Widmerpool’s old acquaintance with Barbara’s family, and his own presence that night at the Walpole-Wilsons’, were now both satisfactorily explained. There could be no doubt that the fertiliser mentioned by Eleanor was the basic cause of the secrecy with which he had always been inclined to veil his father’s business activities; for, although there was, of course, nothing in the faintest degree derogatory about agricultural science — Lord Goring himself was, after all, evidence of that fact — I had been associated with Widmerpool long enough to know that he could not bear to be connected personally with anyone, or anything, that might be made, however remotely, the subject of ridicule which could recoil even in a small degree upon himself. He was, for example, as I discovered much later, almost physically incapable of making himself agreeable to a woman whom he regarded as neither good-looking nor, for some other reason, worth cultivating: a trait vested, perhaps, in a kind of natural timidity, and a nature that required a sense of support from the desirable qualities of company in which he found himself. This characteristic of his, I can now see, was an effort to obtain a kind of vicarious acquisition of power from others. Accordingly, any sense of failure or inadequacy in his surroundings made him uncomfortable. The mere phrase “artificial manure” told the whole story.

However, when it became clear that Eleanor did not much like him, I found myself, I hardly knew why, assuring her that Widmerpool, at school and in France, had always been quite an amiable eccentric; though I could not explain, then or now, why I felt his defence a duty; still less why I should have arbitrarily attributed to him what was, after all, an almost wholly imaginary personality, in fact one in many respects far from accurate. At that time I still had very little idea of Widmerpool’s true character: neither its qualities nor defects.

“They had a small house on the Pembringham estate while experimenting with the manure,” said Eleanor. “Aunt Constance is frightfully kind, when she isn’t feeling too ill, you know, and used to ask them over quite often. That was where I first met him.
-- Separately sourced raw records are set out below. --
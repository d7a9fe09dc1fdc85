//! Configuration file resolution with global fallback.
//!
//! Resolves the configuration file path in this order:
//!
//! 1. `--config` flag (explicit path)
//! 2. `{cwd}/ifrename.toml` or `.ifrename.toml`
//! 3. `$IFRENAME_CONFIG_DIR/config.toml`, else `~/.ifrename/config.toml`
//! 4. No config found → defaults

use anyhow::{Context, Result};
use ifrename_core::Config;
use std::path::{Path, PathBuf};

/// Where the configuration was found.
#[derive(Debug, Clone, PartialEq, Eq)]
pub enum ConfigSource {
    /// Explicitly specified via `--config` flag.
    Explicit(PathBuf),
    /// Found in the working directory.
    Project(PathBuf),
    /// Loaded from the global config directory.
    Global(PathBuf),
    /// No config found; defaults will be used.
    Default,
}

impl ConfigSource {
    /// Returns the resolved path, if any.
    #[must_use]
    pub fn path(&self) -> Option<&Path> {
        match self {
            Self::Explicit(p) | Self::Project(p) | Self::Global(p) => Some(p),
            Self::Default => None,
        }
    }

    /// Loads the configuration this source points at.
    pub fn load(&self) -> Result<Config> {
        let Some(path) = self.path() else {
            return Ok(Config::default());
        };
        if matches!(self, Self::Global(_)) {
            tracing::info!("Using global config: {}", path.display());
        }
        Config::from_file(path).with_context(|| format!("Failed to load config: {}", path.display()))
    }
}

/// Project-level config file names, checked in order.
const PROJECT_CONFIG_NAMES: &[&str] = &["ifrename.toml", ".ifrename.toml"];

/// Config file name within the global config directory.
const GLOBAL_CONFIG_NAME: &str = "config.toml";

/// Resolves the configuration file path.
#[must_use]
pub fn resolve(project_dir: &Path, explicit: Option<&Path>) -> ConfigSource {
    resolve_inner(project_dir, explicit, global_config_dir())
}

/// Takes `global_dir` as a parameter so tests need not touch the environment.
fn resolve_inner(
    project_dir: &Path,
    explicit: Option<&Path>,
    global_dir: Option<PathBuf>,
) -> ConfigSource {
    if let Some(p) = explicit {
        return ConfigSource::Explicit(p.to_path_buf());
    }

    for name in PROJECT_CONFIG_NAMES {
        let candidate = project_dir.join(name);
        if candidate.exists() {
            tracing::debug!("Found project config: {}", candidate.display());
            return ConfigSource::Project(candidate);
        }
    }

    if let Some(dir) = global_dir {
        let candidate = dir.join(GLOBAL_CONFIG_NAME);
        if candidate.exists() {
            tracing::debug!("Found global config: {}", candidate.display());
            return ConfigSource::Global(candidate);
        }
    }

    ConfigSource::Default
}

/// Returns the global config directory path.
///
/// Resolution: `$IFRENAME_CONFIG_DIR` > `~/.ifrename/`
#[must_use]
pub fn global_config_dir() -> Option<PathBuf> {
    if let Ok(dir) = std::env::var("IFRENAME_CONFIG_DIR") {
        return Some(PathBuf::from(dir));
    }
    home::home_dir().map(|h| h.join(".ifrename"))
}
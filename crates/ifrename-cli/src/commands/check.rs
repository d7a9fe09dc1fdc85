//! Check command implementation.

use anyhow::Result;
use ifrename_core::Collector;
use std::path::Path;

use crate::OutputFormat;

/// Runs the check command.
pub fn run(path: &Path, format: OutputFormat) -> Result<()> {
    let mut sink = Collector::new();
    let rules = super::load(path, &mut sink)?;

    tracing::debug!("Loaded {} rule(s) from {}", rules.formulae().len(), path.display());

    super::output::print_check(path, rules.formulae().len(), sink.diagnostics(), format)
}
Now his mother has taken a cottage near us at Hinton. Barbara doesn’t mind Mr. Widmerpool. Of course, she has often met him. I don’t really care for him very much. We were absolutely at our wits’ end for a man to-night, so he had to come. Have you ever seen his mother?”

I did not hear Eleanor’s views on Mrs. Widmerpool, because at that moment the music ceased; and, after clapping had died down and couples round us dispersed, the subject of Widmerpool and his family was quickly forgotten.

The ball took its course: dance-tune following dance-tune: partner following partner. From time to time, throughout the course of the evening, I saw Widmerpool ploughing his way round the room, as if rowing a dinghy in rough water, while he talked energetically to girls more often than not unknown to me; though chosen, no doubt, with the care devoted by him to any principle in which he was interested. He did not, as it happened, appear to be dancing much with any member of the Walpole-Wilson dinner-party, perhaps regarding them, when considered as individuals, as unlikely to lead to much that he could personally turn to profit. Later on in the evening, while sitting out with Miss Manasch, I was suddenly made aware of him again when he stumbled over her foot on his way upstairs.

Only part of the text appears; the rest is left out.